LISTED ENTRIES:
● ● ● ●
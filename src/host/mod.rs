//! # Host Services
//!
//! Everything the controller consumes from its environment, gathered
//! behind one trait so hosts inject their scene, pointer, and input
//! plumbing explicitly instead of the controller reaching into process
//! globals. All lookups are fallible: a picked object or a reference
//! frame may be gone by the time it is resolved again, and the
//! controller treats that as "skip this invocation", never as an error
//! to propagate.

use cgmath::{InnerSpace, Vector3};

use crate::target::Manipulable;

/// Identifier for a manipulable object owned by the host scene.
///
/// A plain value with no ownership semantics; resolving it through
/// [`GizmoHost::target`] may fail at any time.
#[derive(Debug, Clone, Copy, PartialEq, Eq, Hash)]
pub struct TargetId(pub u64);

/// Identifier for a reference-frame provider, typically the active
/// camera or a fixed widget.
#[derive(Debug, Clone, Copy, PartialEq, Eq, Hash)]
pub struct FrameId(pub u64);

/// World-space pointer ray used by the translate engine.
#[derive(Debug, Clone, Copy)]
pub struct PointerRay {
    /// Ray origin in world space, usually the unprojected cursor on the
    /// near plane.
    pub origin: Vector3<f32>,
    /// Ray direction, normalized.
    pub direction: Vector3<f32>,
}

impl PointerRay {
    pub fn new(origin: Vector3<f32>, direction: Vector3<f32>) -> Self {
        Self {
            origin,
            direction: direction.normalize(),
        }
    }

    /// Point along the ray at distance `t` from the origin.
    pub fn point_at(&self, t: f32) -> Vector3<f32> {
        self.origin + self.direction * t
    }
}

/// Right/up/forward axes used to interpret 2D input as 3D rotation
/// axes. All three vectors are expected to be unit length.
#[derive(Debug, Clone, Copy)]
pub struct Basis {
    pub right: Vector3<f32>,
    pub up: Vector3<f32>,
    pub forward: Vector3<f32>,
}

/// The controlling agent as resolved by the host: whatever embodies the
/// user in the scene (a player pawn, an editor camera rig). Its basis
/// is the fallback axis frame when no reference frame is configured.
#[derive(Debug, Clone, Copy)]
pub struct AgentContext {
    pub embodiment: Basis,
}

/// Pointer capture modes the host can be asked to enter.
///
/// `UiOnly` is part of the contract for hosts that need it but the
/// controller itself only ever requests the other two.
#[derive(Debug, Clone, Copy, PartialEq, Eq)]
pub enum InputFocusMode {
    /// Pointer visible, input shared between the scene and UI. Entered
    /// when a transform mode switches on.
    GameAndUi,
    /// Scene-only input capture. Restored when the mode switches off.
    GameOnly,
    /// UI-exclusive capture.
    UiOnly,
}

/// Services the controller needs from the host, injected per call.
pub trait GizmoHost {
    /// Pick the scene object under the pointer, if any.
    fn find_target_under_pointer(&mut self) -> Option<TargetId>;

    /// Current pointer position in screen coordinates.
    fn pointer_position(&self) -> Option<(f32, f32)>;

    /// Unproject the pointer into a world-space ray.
    fn pointer_world_ray(&self) -> Option<PointerRay>;

    /// Resolve the controlling agent. Absence makes mode switching and
    /// engine ticks no-op for that invocation.
    fn resolve_agent(&self) -> Option<AgentContext>;

    /// Switch the host's input capture mode.
    fn set_input_focus(&mut self, mode: InputFocusMode);

    /// Resolve a target id to a live object. `None` means gone.
    fn target(&mut self, id: TargetId) -> Option<&mut dyn Manipulable>;

    /// Resolve a reference frame to its current basis. `None` means the
    /// frame provider is gone; the controller falls back to the agent's
    /// embodiment axes.
    fn frame_basis(&self, id: FrameId) -> Option<Basis>;
}

#[cfg(test)]
pub(crate) mod mock;
//! # Input Adapter
//!
//! Optional glue between winit device events and the controller
//! commands, in the same shape as a camera controller: one method for
//! device events, one for key events. Hosts with their own input stack
//! can skip this module and call the commands directly.

use winit::dpi::PhysicalPosition;
use winit::event::{DeviceEvent, ElementState, KeyEvent, MouseScrollDelta};
use winit::keyboard::{KeyCode, PhysicalKey};

use super::{GizmoController, TransformMode};
use crate::host::GizmoHost;

/// Keyboard bindings for mode selection.
///
/// Defaults put grab/rotate/scale on G/R/S and the single-axis rotate
/// variants on X/Y/Z, matching the axis each one spins around.
#[derive(Debug, Clone, Copy, PartialEq, Eq)]
pub struct ModeBindings {
    pub translate: KeyCode,
    pub rotate_yaw_pitch: KeyCode,
    pub rotate_roll: KeyCode,
    pub rotate_pitch: KeyCode,
    pub rotate_yaw: KeyCode,
    pub scale: KeyCode,
    pub exit: KeyCode,
}

impl Default for ModeBindings {
    fn default() -> Self {
        Self {
            translate: KeyCode::KeyG,
            rotate_yaw_pitch: KeyCode::KeyR,
            rotate_roll: KeyCode::KeyX,
            rotate_pitch: KeyCode::KeyY,
            rotate_yaw: KeyCode::KeyZ,
            scale: KeyCode::KeyS,
            exit: KeyCode::Escape,
        }
    }
}

/// Maps pointer buttons, wheel, and hotkeys onto controller commands.
pub struct GizmoInputController {
    /// Depth-axis units fed per wheel line scrolled.
    pub wheel_sensitivity: f32,
    pub bindings: ModeBindings,
}

impl GizmoInputController {
    pub fn new(wheel_sensitivity: f32) -> Self {
        Self {
            wheel_sensitivity,
            bindings: ModeBindings::default(),
        }
    }

    pub fn process_events(
        &mut self,
        event: &DeviceEvent,
        controller: &mut GizmoController,
        host: &mut dyn GizmoHost,
    ) {
        match event {
            DeviceEvent::Button {
                button: 0, // Left mouse button
                state,
            } => {
                self.on_button(*state == ElementState::Pressed, controller, host);
            }
            DeviceEvent::MouseWheel { delta } => {
                let amount = match delta {
                    MouseScrollDelta::LineDelta(_, scroll) => *scroll,
                    MouseScrollDelta::PixelDelta(PhysicalPosition { y: scroll, .. }) => {
                        *scroll as f32
                    }
                };
                self.on_scroll(amount, controller);
            }
            _ => (),
        }
    }

    pub fn process_keyed_events(
        &mut self,
        event: &KeyEvent,
        controller: &mut GizmoController,
        host: &mut dyn GizmoHost,
    ) {
        if let KeyEvent {
            physical_key: PhysicalKey::Code(code),
            state: ElementState::Pressed,
            ..
        } = event
        {
            self.on_key(*code, controller, host);
        }
    }

    /// Pointer button edge: press grabs, release lets go.
    pub fn on_button(
        &mut self,
        pressed: bool,
        controller: &mut GizmoController,
        host: &mut dyn GizmoHost,
    ) {
        if pressed {
            controller.start_manipulation(host);
        } else {
            controller.stop_manipulation(host);
        }
    }

    /// Wheel travel feeds the depth axis used by the translate engine.
    pub fn on_scroll(&mut self, amount: f32, controller: &mut GizmoController) {
        controller.accumulate_axis_input(amount * self.wheel_sensitivity);
    }

    pub fn on_key(
        &mut self,
        code: KeyCode,
        controller: &mut GizmoController,
        host: &mut dyn GizmoHost,
    ) {
        let bindings = &self.bindings;
        if code == bindings.exit {
            controller.switch_off_mode(host);
            return;
        }

        let mode = match code {
            c if c == bindings.translate => TransformMode::Translate,
            c if c == bindings.rotate_yaw_pitch => TransformMode::RotateYawPitch,
            c if c == bindings.rotate_roll => TransformMode::RotateRoll,
            c if c == bindings.rotate_pitch => TransformMode::RotatePitch,
            c if c == bindings.rotate_yaw => TransformMode::RotateYaw,
            c if c == bindings.scale => TransformMode::Scale,
            _ => return,
        };
        controller.switch_on_mode(host, mode);
    }
}

impl Default for GizmoInputController {
    fn default() -> Self {
        Self::new(1.0)
    }
}

#[cfg(test)]
mod tests {
    use super::*;
    use crate::host::mock::MockHost;
    use crate::host::TargetId;

    #[test]
    fn hotkeys_drive_mode_switching() {
        let mut host = MockHost::new(1);
        let mut controller = GizmoController::default();
        let mut input = GizmoInputController::default();

        input.on_key(KeyCode::KeyG, &mut controller, &mut host);
        assert_eq!(controller.mode(), TransformMode::Translate);

        input.on_key(KeyCode::KeyZ, &mut controller, &mut host);
        assert_eq!(controller.mode(), TransformMode::RotateYaw);

        // Unbound key changes nothing.
        input.on_key(KeyCode::KeyQ, &mut controller, &mut host);
        assert_eq!(controller.mode(), TransformMode::RotateYaw);

        input.on_key(KeyCode::Escape, &mut controller, &mut host);
        assert_eq!(controller.mode(), TransformMode::Idle);
    }

    #[test]
    fn button_edges_start_and_stop_the_grab() {
        let mut host = MockHost::new(1);
        host.pick = Some(TargetId(0));
        let mut controller = GizmoController::default();
        let mut input = GizmoInputController::default();

        input.on_key(KeyCode::KeyS, &mut controller, &mut host);
        input.on_button(true, &mut controller, &mut host);
        assert!(controller.is_dragging());

        input.on_button(false, &mut controller, &mut host);
        assert!(!controller.is_dragging());
    }

    #[test]
    fn wheel_feeds_depth_axis_scaled() {
        let mut host = MockHost::new(1);
        host.pick = Some(TargetId(0));
        let mut controller = GizmoController::default();
        let mut input = GizmoInputController::new(0.5);

        input.on_key(KeyCode::KeyG, &mut controller, &mut host);
        input.on_button(true, &mut controller, &mut host);
        input.on_scroll(4.0, &mut controller);
        assert_eq!(controller.accumulated_axis_input(), 2.0);
    }

    #[test]
    fn device_events_route_to_commands() {
        let mut host = MockHost::new(1);
        host.pick = Some(TargetId(0));
        let mut controller = GizmoController::default();
        let mut input = GizmoInputController::default();

        input.on_key(KeyCode::KeyG, &mut controller, &mut host);
        input.process_events(
            &DeviceEvent::Button {
                button: 0,
                state: ElementState::Pressed,
            },
            &mut controller,
            &mut host,
        );
        assert!(controller.is_dragging());

        input.process_events(
            &DeviceEvent::MouseWheel {
                delta: MouseScrollDelta::LineDelta(0.0, 3.0),
            },
            &mut controller,
            &mut host,
        );
        assert_eq!(controller.accumulated_axis_input(), 3.0);

        // Other buttons are ignored.
        input.process_events(
            &DeviceEvent::Button {
                button: 1,
                state: ElementState::Released,
            },
            &mut controller,
            &mut host,
        );
        assert!(controller.is_dragging());
    }
}
// src/lib.rs
//! Gizmo Core
//!
//! An interactive 3D object-manipulation controller: pick a target
//! under the pointer, then translate, rotate, or scale it from
//! continuous 2D input. The crate owns the manipulation state machine
//! and the per-tick math; rendering, picking, and windowing stay on the
//! host side behind the [`GizmoHost`] trait.

pub mod controller;
pub mod events;
pub mod host;
pub mod math;
pub mod target;
pub mod timing;

// Re-export the main types for convenience
pub use controller::config::GizmoConfig;
pub use controller::engines::TickError;
pub use controller::input::{GizmoInputController, ModeBindings};
pub use controller::{GizmoController, TransformMode};
pub use events::{GizmoEvent, SubscriptionId};
pub use host::{
    AgentContext, Basis, FrameId, GizmoHost, InputFocusMode, PointerRay, TargetId,
};
pub use target::{Manipulable, TransformHooks};
pub use timing::TimerKind;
● ● ● ●
HOW TO COMPLETE THIS TASK: Work out how many lines in the records contain the word "Escape", and give that number by itself.

RESPONSE TO THE EXERCISE: 2